I have to say that after having been in human-scaled Gyeongju, when we popped up out of the Seoul train station and saw all the big glass buildings, I felt like Mary Tyler Moore arriving in the big city! Big city indeed, it’s the 4th largest metropolitan area in the world. Everything is huge, spaces are vast. Going to somewhere across town is a day trip.

Not every vista is dystopian, it’s surrounded by mountains and there’s a ton of great parks.

The old defensive walls

Modern Seoul is all shiny and standard issue, but what I liked best is finding vestiges of its past self. Cities are palimpsests, you can never entirely erase what went before. There are always traces.

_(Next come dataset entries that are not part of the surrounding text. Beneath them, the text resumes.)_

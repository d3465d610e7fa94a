//! Multipart form extractor
//!
//! Profiles and posts are submitted as `multipart/form-data` so that images and
//! 3D models travel with the text fields. `FormData` collects every part, and the
//! request DTOs are built from it with `TryFrom`.

use std::collections::HashMap;
use std::str::FromStr;

use axum::{
    async_trait,
    extract::{multipart::MultipartError, FromRequest, Multipart, Request},
    http::StatusCode,
};
use gourmet_core::Snowflake;
use gourmet_service::dto::{
    CreatePostRequest, CreateProfileRequest, UpdatePostRequest, UpdateProfileRequest, UploadedFile,
};
use validator::Validate;

use crate::response::ApiError;

/// Text fields and files of a multipart body
#[derive(Debug, Default)]
pub struct FormData {
    texts: HashMap<String, Vec<String>>,
    files: HashMap<String, UploadedFile>,
}

impl FormData {
    /// First value of a text field
    pub fn text(&self, name: &str) -> Option<&str> {
        self.texts.get(name).and_then(|values| values.first()).map(String::as_str)
    }

    pub fn require_text(&self, name: &str) -> Result<String, ApiError> {
        self.text(name)
            .map(str::to_string)
            .ok_or_else(|| required(name))
    }

    /// Parse a text field, `None` when it was not sent
    pub fn parse<T: FromStr>(&self, name: &str) -> Result<Option<T>, ApiError> {
        self.text(name)
            .map(|raw| {
                raw.trim()
                    .parse()
                    .map_err(|_| ApiError::invalid_multipart(format!("{name}: A valid number is required.")))
            })
            .transpose()
    }

    pub fn require_parsed<T: FromStr>(&self, name: &str) -> Result<T, ApiError> {
        self.parse(name)?.ok_or_else(|| required(name))
    }

    pub fn take_file(&mut self, name: &str) -> Option<UploadedFile> {
        self.files.remove(name)
    }

    pub fn require_file(&mut self, name: &str) -> Result<UploadedFile, ApiError> {
        self.take_file(name)
            .ok_or_else(|| ApiError::invalid_multipart(format!("{name}: No file was submitted.")))
    }

    /// Category ids, sent as repeated fields or comma-separated. `None` when absent.
    pub fn categories(&self) -> Result<Option<Vec<Snowflake>>, ApiError> {
        let Some(values) = self.texts.get("category") else {
            return Ok(None);
        };

        values
            .iter()
            .flat_map(|value| value.split(','))
            .map(str::trim)
            .filter(|value| !value.is_empty())
            .map(|value| {
                value.parse::<Snowflake>().map_err(|_| {
                    ApiError::invalid_multipart(format!(
                        "category: Incorrect type. Expected pk value, received {value}."
                    ))
                })
            })
            .collect::<Result<Vec<_>, _>>()
            .map(Some)
    }

    pub fn insert_text(&mut self, name: impl Into<String>, value: impl Into<String>) {
        self.texts.entry(name.into()).or_default().push(value.into());
    }

    pub fn insert_file(&mut self, name: impl Into<String>, file: UploadedFile) {
        self.files.insert(name.into(), file);
    }

    async fn read(mut multipart: Multipart) -> Result<Self, ApiError> {
        let mut form = Self::default();

        while let Some(field) = multipart.next_field().await.map_err(multipart_error)? {
            let Some(name) = field.name().map(str::to_string) else {
                continue;
            };

            match field.file_name().map(str::to_string) {
                Some(file_name) => {
                    let content_type = field.content_type().map(str::to_string);
                    let bytes = field.bytes().await.map_err(multipart_error)?;

                    // Browsers send an empty part for an untouched file input
                    if file_name.is_empty() && bytes.is_empty() {
                        continue;
                    }

                    form.insert_file(
                        name,
                        UploadedFile {
                            file_name,
                            content_type,
                            bytes: bytes.to_vec(),
                        },
                    );
                }
                None => {
                    let value = field.text().await.map_err(multipart_error)?;
                    form.insert_text(name, value);
                }
            }
        }

        Ok(form)
    }
}

fn required(name: &str) -> ApiError {
    ApiError::invalid_multipart(format!("{name}: This field is required."))
}

fn multipart_error(err: MultipartError) -> ApiError {
    if err.status() == StatusCode::PAYLOAD_TOO_LARGE {
        ApiError::PayloadTooLarge
    } else {
        ApiError::invalid_multipart(err.body_text())
    }
}

#[async_trait]
impl<S> FromRequest<S> for FormData
where
    S: Send + Sync,
{
    type Rejection = ApiError;

    async fn from_request(req: Request, state: &S) -> Result<Self, Self::Rejection> {
        let multipart = Multipart::from_request(req, state)
            .await
            .map_err(|e| ApiError::invalid_multipart(e.body_text()))?;

        Self::read(multipart).await
    }
}

// ============================================================================
// Request DTOs from form data
// ============================================================================

impl TryFrom<FormData> for CreateProfileRequest {
    type Error = ApiError;

    fn try_from(mut form: FormData) -> Result<Self, Self::Error> {
        Ok(Self {
            nick_name: form.require_text("nickName")?,
            img: form.take_file("img"),
        })
    }
}

impl TryFrom<FormData> for UpdateProfileRequest {
    type Error = ApiError;

    fn try_from(mut form: FormData) -> Result<Self, Self::Error> {
        Ok(Self {
            nick_name: form.text("nickName").map(str::to_string),
            img: form.take_file("img"),
        })
    }
}

impl TryFrom<FormData> for CreatePostRequest {
    type Error = ApiError;

    fn try_from(mut form: FormData) -> Result<Self, Self::Error> {
        Ok(Self {
            restaurant_name: form.require_text("restaurant_name")?,
            location: form.require_text("location")?,
            menu_item: form.require_text("menu_item")?,
            price: form.require_parsed("price")?,
            score: form.require_parsed("score")?,
            review_text: form.require_text("review_text")?,
            category: form.categories()?.unwrap_or_default(),
            menu_item_photo: form.require_file("menu_item_photo")?,
            menu_item_model: form.require_file("menu_item_model")?,
        })
    }
}

impl TryFrom<FormData> for UpdatePostRequest {
    type Error = ApiError;

    fn try_from(mut form: FormData) -> Result<Self, Self::Error> {
        Ok(Self {
            restaurant_name: form.text("restaurant_name").map(str::to_string),
            location: form.text("location").map(str::to_string),
            menu_item: form.text("menu_item").map(str::to_string),
            price: form.parse("price")?,
            score: form.parse("score")?,
            review_text: form.text("review_text").map(str::to_string),
            category: form.categories()?,
            menu_item_photo: form.take_file("menu_item_photo"),
            menu_item_model: form.take_file("menu_item_model"),
        })
    }
}

/// Validated multipart extractor
///
/// Reads the form, converts it into `T` and runs the `validator` rules.
#[derive(Debug, Clone)]
pub struct ValidatedForm<T>(pub T);

#[async_trait]
impl<S, T> FromRequest<S> for ValidatedForm<T>
where
    S: Send + Sync,
    T: TryFrom<FormData, Error = ApiError> + Validate,
{
    type Rejection = ApiError;

    async fn from_request(req: Request, state: &S) -> Result<Self, Self::Rejection> {
        let form = FormData::from_request(req, state).await?;
        let value = T::try_from(form)?;
        value.validate()?;
        Ok(ValidatedForm(value))
    }
}
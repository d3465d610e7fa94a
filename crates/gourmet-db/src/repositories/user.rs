//! PostgreSQL implementation of UserRepository

use async_trait::async_trait;
use chrono::{DateTime, Utc};
use sqlx::PgPool;
use tracing::instrument;

use gourmet_core::entities::User;
use gourmet_core::error::DomainError;
use gourmet_core::traits::{RepoResult, UserRepository};
use gourmet_core::value_objects::Snowflake;

use crate::models::UserModel;

use super::error::{map_db_error, map_unique_violation, user_not_found};

/// PostgreSQL implementation of UserRepository
#[derive(Clone)]
pub struct PgUserRepository {
    pool: PgPool,
}

impl PgUserRepository {
    /// Create a new PgUserRepository
    pub fn new(pool: PgPool) -> Self {
        Self { pool }
    }
}

#[async_trait]
impl UserRepository for PgUserRepository {
    #[instrument(skip(self))]
    async fn find_by_id(&self, id: Snowflake) -> RepoResult<Option<User>> {
        let result = sqlx::query_as::<_, UserModel>(
            r"
            SELECT id, email, password_hash, is_active, is_staff, is_superuser,
                   last_login, date_joined
            FROM users
            WHERE id = $1
            ",
        )
        .bind(id.into_inner())
        .fetch_optional(&self.pool)
        .await
        .map_err(map_db_error)?;

        Ok(result.map(User::from))
    }

    #[instrument(skip(self))]
    async fn find_by_email(&self, email: &str) -> RepoResult<Option<User>> {
        let result = sqlx::query_as::<_, UserModel>(
            r"
            SELECT id, email, password_hash, is_active, is_staff, is_superuser,
                   last_login, date_joined
            FROM users
            WHERE email = $1
            ",
        )
        .bind(email)
        .fetch_optional(&self.pool)
        .await
        .map_err(map_db_error)?;

        Ok(result.map(User::from))
    }

    #[instrument(skip(self))]
    async fn email_exists(&self, email: &str) -> RepoResult<bool> {
        let result = sqlx::query_scalar::<_, bool>(
            r"
            SELECT EXISTS(SELECT 1 FROM users WHERE email = $1)
            ",
        )
        .bind(email)
        .fetch_one(&self.pool)
        .await
        .map_err(map_db_error)?;

        Ok(result)
    }

    #[instrument(skip(self, password_hash))]
    async fn create(&self, user: &User, password_hash: &str) -> RepoResult<()> {
        sqlx::query(
            r"
            INSERT INTO users (id, email, password_hash, is_active, is_staff, is_superuser,
                               last_login, date_joined)
            VALUES ($1, $2, $3, $4, $5, $6, $7, $8)
            ",
        )
        .bind(user.id.into_inner())
        .bind(&user.email)
        .bind(password_hash)
        .bind(user.is_active)
        .bind(user.is_staff)
        .bind(user.is_superuser)
        .bind(user.last_login)
        .bind(user.date_joined)
        .execute(&self.pool)
        .await
        .map_err(|e| map_unique_violation(e, || DomainError::EmailAlreadyExists))?;

        Ok(())
    }

    #[instrument(skip(self))]
    async fn get_password_hash(&self, id: Snowflake) -> RepoResult<Option<String>> {
        let result = sqlx::query_scalar::<_, String>(
            r"
            SELECT password_hash FROM users WHERE id = $1
            ",
        )
        .bind(id.into_inner())
        .fetch_optional(&self.pool)
        .await
        .map_err(map_db_error)?;

        Ok(result)
    }

    #[instrument(skip(self))]
    async fn update_last_login(&self, id: Snowflake, at: DateTime<Utc>) -> RepoResult<()> {
        let result = sqlx::query(
            r"
            UPDATE users SET last_login = $2 WHERE id = $1
            ",
        )
        .bind(id.into_inner())
        .bind(at)
        .execute(&self.pool)
        .await
        .map_err(map_db_error)?;

        if result.rows_affected() == 0 {
            return Err(user_not_found(id));
        }

        Ok(())
    }

    #[instrument(skip(self))]
    async fn delete(&self, id: Snowflake) -> RepoResult<()> {
        let result = sqlx::query(
            r"
            DELETE FROM users WHERE id = $1
            ",
        )
        .bind(id.into_inner())
        .execute(&self.pool)
        .await
        .map_err(map_db_error)?;

        if result.rows_affected() == 0 {
            return Err(user_not_found(id));
        }

        Ok(())
    }
}

#[cfg(test)]
mod tests {
    use super::*;

    #[test]
    fn test_repo_is_send_sync() {
        fn assert_send_sync<T: Send + Sync>() {}
        assert_send_sync::<PgUserRepository>();
    }
}
//! Error handling utilities for repositories

use gourmet_core::error::DomainError;
use gourmet_core::value_objects::Snowflake;
use sqlx::Error as SqlxError;

/// Convert SQLx error to DomainError
pub fn map_db_error(e: SqlxError) -> DomainError {
    DomainError::DatabaseError(e.to_string())
}

/// Check for unique violation and return appropriate error or fallback
pub fn map_unique_violation<F>(e: SqlxError, on_unique: F) -> DomainError
where
    F: FnOnce() -> DomainError,
{
    if let Some(db_err) = e.as_database_error() {
        if db_err.is_unique_violation() {
            return on_unique();
        }
    }
    DomainError::DatabaseError(e.to_string())
}

/// Check for a foreign key violation and return appropriate error or fallback
pub fn map_foreign_key_violation<F>(e: SqlxError, on_fk: F) -> DomainError
where
    F: FnOnce() -> DomainError,
{
    if let Some(db_err) = e.as_database_error() {
        if db_err.is_foreign_key_violation() {
            return on_fk();
        }
    }
    DomainError::DatabaseError(e.to_string())
}

pub fn user_not_found(id: Snowflake) -> DomainError {
    DomainError::UserNotFound(id)
}

pub fn profile_not_found(id: Snowflake) -> DomainError {
    DomainError::ProfileNotFound(id)
}

pub fn post_not_found(id: Snowflake) -> DomainError {
    DomainError::PostNotFound(id)
}

pub fn restaurant_not_found(id: Snowflake) -> DomainError {
    DomainError::RestaurantNotFound(id)
}

pub fn category_not_found(id: Snowflake) -> DomainError {
    DomainError::CategoryNotFound(id)
}
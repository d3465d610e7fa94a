//! Post entity <-> model mapper

use gourmet_core::entities::Post;
use gourmet_core::error::DomainError;
use gourmet_core::value_objects::{Score, Snowflake};

use crate::models::PostModel;

/// Convert PostModel to Post entity
///
/// Fails only if the stored score escaped the table's CHECK constraint.
impl TryFrom<PostModel> for Post {
    type Error = DomainError;

    fn try_from(model: PostModel) -> Result<Self, Self::Error> {
        Ok(Post {
            id: Snowflake::new(model.id),
            author_id: Snowflake::new(model.author_id),
            restaurant_name: model.restaurant_name,
            location: model.location,
            menu_item: model.menu_item,
            menu_item_photo: model.menu_item_photo,
            menu_item_model: model.menu_item_model,
            price: model.price,
            score: Score::new(model.score)?,
            review_text: model.review_text,
            category: model.category_ids.into_iter().map(Snowflake::new).collect(),
            created_on: model.created_on,
        })
    }
}

/// Post entity values for database insertion/update
pub struct PostInsert<'a> {
    pub id: i64,
    pub author_id: i64,
    pub restaurant_name: &'a str,
    pub location: &'a str,
    pub menu_item: &'a str,
    pub menu_item_photo: &'a str,
    pub menu_item_model: &'a str,
    pub price: i32,
    pub score: i16,
    pub review_text: &'a str,
    pub category_ids: Vec<i64>,
}

impl<'a> PostInsert<'a> {
    pub fn new(post: &'a Post) -> Self {
        Self {
            id: post.id.into_inner(),
            author_id: post.author_id.into_inner(),
            restaurant_name: &post.restaurant_name,
            location: &post.location,
            menu_item: &post.menu_item,
            menu_item_photo: &post.menu_item_photo,
            menu_item_model: &post.menu_item_model,
            price: post.price,
            score: post.score.value(),
            review_text: &post.review_text,
            category_ids: post.category.iter().map(|id| id.into_inner()).collect(),
        }
    }
}
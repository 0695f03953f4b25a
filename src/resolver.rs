// ABOUTME: Static resolver computing lexical scope depth for every variable reference

use crate::ast::{Expr, FunctionDecl, NodeId, Stmt};
use crate::error::Diagnostics;
use crate::token::Token;
use std::collections::HashMap;
use std::rc::Rc;

#[derive(Debug, Clone, Copy, PartialEq, Eq)]
enum FunctionKind {
    None,
    Function,
}

/// Walks a parsed program recording, for each `Variable`/`Assign` node, how many enclosing
/// scopes separate it from the scope that declares its name. The evaluator uses this table
/// instead of re-resolving names against the live environment chain at call time.
pub struct Resolver<'a> {
    scopes: Vec<HashMap<String, bool>>,
    locals: HashMap<NodeId, usize>,
    current_function: FunctionKind,
    loop_depth: usize,
    diagnostics: &'a Diagnostics,
}

pub fn resolve(statements: &[Stmt], diagnostics: &Diagnostics) -> HashMap<NodeId, usize> {
    let mut resolver = Resolver {
        scopes: Vec::new(),
        locals: HashMap::new(),
        current_function: FunctionKind::None,
        loop_depth: 0,
        diagnostics,
    };
    resolver.resolve_statements(statements);
    resolver.locals
}

impl<'a> Resolver<'a> {
    fn resolve_statements(&mut self, statements: &[Stmt]) {
        for stmt in statements {
            self.resolve_statement(stmt);
        }
    }

    fn resolve_statement(&mut self, stmt: &Stmt) {
        match stmt {
            Stmt::Expression(expr) => self.resolve_expr(expr),
            Stmt::Print(expr) => self.resolve_expr(expr),
            Stmt::Var { name, initializer } => {
                self.declare(name);
                if let Some(init) = initializer {
                    self.resolve_expr(init);
                }
                self.define(name);
            }
            Stmt::Block(body) => {
                self.begin_scope();
                self.resolve_statements(body);
                self.end_scope();
            }
            Stmt::If {
                condition,
                then_branch,
                else_branch,
            } => {
                self.resolve_expr(condition);
                self.resolve_statement(then_branch);
                if let Some(else_branch) = else_branch {
                    self.resolve_statement(else_branch);
                }
            }
            Stmt::While { condition, body } => {
                self.resolve_expr(condition);
                self.loop_depth += 1;
                self.resolve_statement(body);
                self.loop_depth -= 1;
            }
            Stmt::Break(keyword) => {
                if self.loop_depth == 0 {
                    self.diagnostics
                        .error_token(keyword, "Can't use 'break' outside of a loop.");
                }
            }
            Stmt::Function(decl) => {
                self.declare(&decl.name);
                self.define(&decl.name);
                self.resolve_function(decl, FunctionKind::Function);
            }
            Stmt::Return { keyword, value } => {
                if self.current_function == FunctionKind::None {
                    self.diagnostics
                        .error_token(keyword, "Can't return from top-level code.");
                }
                if let Some(value) = value {
                    self.resolve_expr(value);
                }
            }
        }
    }

    fn resolve_function(&mut self, decl: &Rc<FunctionDecl>, kind: FunctionKind) {
        let enclosing_function = self.current_function;
        self.current_function = kind;

        self.begin_scope();
        for param in &decl.params {
            self.declare(param);
            self.define(param);
        }
        self.resolve_statements(&decl.body);
        self.end_scope();

        self.current_function = enclosing_function;
    }

    fn resolve_expr(&mut self, expr: &Expr) {
        match expr {
            Expr::Binary { left, right, .. } | Expr::Logical { left, right, .. } => {
                self.resolve_expr(left);
                self.resolve_expr(right);
            }
            Expr::Unary { right, .. } => self.resolve_expr(right),
            Expr::Grouping { expression } => self.resolve_expr(expression),
            Expr::Literal { .. } => {}
            Expr::Variable { id, name } => {
                if let Some(scope) = self.scopes.last() {
                    if scope.get(&name.lexeme) == Some(&false) {
                        self.diagnostics.error_token(
                            name,
                            "Cannot read local variable in its own initializer.",
                        );
                    }
                }
                self.resolve_local(*id, name);
            }
            Expr::Assign { id, name, value } => {
                self.resolve_expr(value);
                self.resolve_local(*id, name);
            }
            Expr::Call {
                callee, arguments, ..
            } => {
                self.resolve_expr(callee);
                for arg in arguments {
                    self.resolve_expr(arg);
                }
            }
        }
    }

    fn resolve_local(&mut self, id: NodeId, name: &Token) {
        for (depth, scope) in self.scopes.iter().rev().enumerate() {
            if scope.contains_key(&name.lexeme) {
                self.locals.insert(id, depth);
                return;
            }
        }
        // Not found in any scope: treated as global, resolved directly against the globals
        // environment at call time (no entry recorded).
    }

    fn begin_scope(&mut self) {
        self.scopes.push(HashMap::new());
    }

    fn end_scope(&mut self) {
        self.scopes.pop();
    }

    /// Marks `name` as declared-but-not-yet-initialized in the innermost scope, so a reference
    /// to the same name inside its own initializer can be caught. The global scope (the empty
    /// scope stack) is exempt from the redeclaration check below.
    fn declare(&mut self, name: &Token) {
        if let Some(scope) = self.scopes.last_mut() {
            if scope.contains_key(&name.lexeme) {
                self.diagnostics.error_token(
                    name,
                    "Already a variable with this name in this scope.",
                );
            }
            scope.insert(name.lexeme.clone(), false);
        }
    }

    fn define(&mut self, name: &Token) {
        if let Some(scope) = self.scopes.last_mut() {
            scope.insert(name.lexeme.clone(), true);
        }
    }
}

I think the best part about Seoul is ditching down alleyways to find the hidden places. This was our favorite cafe.

Accidental film noir

It’s an event here to dress in traditional Hanok garb and go to the former palaces to walk around and take selfies.

Boy band boys are big, big stars. We stayed near the corporate headquarters for a main K-pop label. Everyday we were treated to selfie swarms in front of the nondescript glass international style skyscraper and especially in front of any image of the stars. I found it incomprehensible. They’re corporate creations, The Monkees meets Brave New World.

Humans cosplaying as AI
One of the bazillion boy band cafes

In other worship, temples abound

The temple of Charlie Brown

But the thing I’ll most associate with Seoul is iced americano coffee in plastic cups, to go. There’s not much cafe culture here. Koreans work more hours than anyone and the government has proposed increasing the workweek. Drink it down and get back on it.

We’re slackers, we sit

Lest you think this stop was a dud, let me assure you that we’re delighted to have visited Seoul. This is why we travel: to see how people live and arrange their lives, to get a firsthand look at what they think is important, what gets saved and what gets destroyed. To find out what it’s like, not to get more of what I like. Iced americanos are now tied up with my understanding of what it is to be Korean in a way that statistics on working hours never could.

Random foreign words are popular for store names in Korea. I should do a whole photo collection of them. This is a jewelry shop called Leave! Um ok. We’re outta here. Next up: Hanoi!